use aws_sdk_kms::primitives::Blob;
use base64::engine::general_purpose::STANDARD as BASE64;
use base64::Engine;
use serde::Serialize;
use tokio::runtime::Handle;

/// Operator credentials shipped to the deployment workflow, sealed with the
/// infrastructure KMS key and base64-encoded for transport.
#[derive(Serialize)]
pub struct OperatorCredentials {
    pub access_key: String,
    pub secret_key: String,
    pub github_api_token: String,
}

pub struct SecretsEncryptor {
    client: aws_sdk_kms::Client,
    handle: Handle,
}

impl SecretsEncryptor {
    pub fn new(client: aws_sdk_kms::Client, handle: Handle) -> Self {
        Self { client, handle }
    }

    pub fn encrypt_credentials(
        &self,
        key_id: &str,
        credentials: &OperatorCredentials,
    ) -> Result<String, String> {
        let plaintext = serde_json::to_vec(credentials)
            .map_err(|error| format!("failed to serialize credentials: {error}"))?;

        let client = self.client.clone();
        let key_id = key_id.to_string();

        let ciphertext = self.handle.block_on(async move {
            let response = client
                .encrypt()
                .key_id(&key_id)
                .plaintext(Blob::new(plaintext))
                .send()
                .await
                .map_err(|error| format!("failed to encrypt credentials: {error}"))?;
            response
                .ciphertext_blob()
                .map(|blob| blob.as_ref().to_vec())
                .ok_or_else(|| "encryption returned no ciphertext".to_string())
        })?;

        Ok(BASE64.encode(ciphertext))
    }
}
+ + + +
### Task
Set down each record verbatim.

### Result of the task
use aws_sdk_kms::primitives::Blob;
use base64::engine::general_purpose::STANDARD as BASE64;
use base64::Engine;
use serde::Serialize;
use tokio::runtime::Handle;

/// Operator credentials shipped to the deployment workflow, sealed with the
/// infrastructure KMS key and base64-encoded for transport.
#[derive(Serialize)]
pub struct OperatorCredentials {
    pub access_key: String,
    pub secret_key: String,
    pub github_api_token: String,
}

pub struct SecretsEncryptor {
    client: aws_sdk_kms::Client,
    handle: Handle,
}

impl SecretsEncryptor {
    pub fn new(client: aws_sdk_kms::Client, handle: Handle) -> Self {
        Self { client, handle }
    }

    pub fn encrypt_credentials(
        &self,
        key_id: &str,
        credentials: &OperatorCredentials,
    ) -> Result<String, String> {
        let plaintext = serde_json::to_vec(credentials)
            .map_err(|error| format!("failed to serialize credentials: {error}"))?;

        let client = self.client.clone();
        let key_id = key_id.to_string();

        let ciphertext = self.handle.block_on(async move {
            let response = client
                .encrypt()
                .key_id(&key_id)
                .plaintext(Blob::new(plaintext))
                .send()
                .await
                .map_err(|error| format!("failed to encrypt credentials: {error}"))?;
            response
                .ciphertext_blob()
                .map(|blob| blob.as_ref().to_vec())
                .ok_or_else(|| "encryption returned no ciphertext".to_string())
        })?;

        Ok(BASE64.encode(ciphertext))
    }
}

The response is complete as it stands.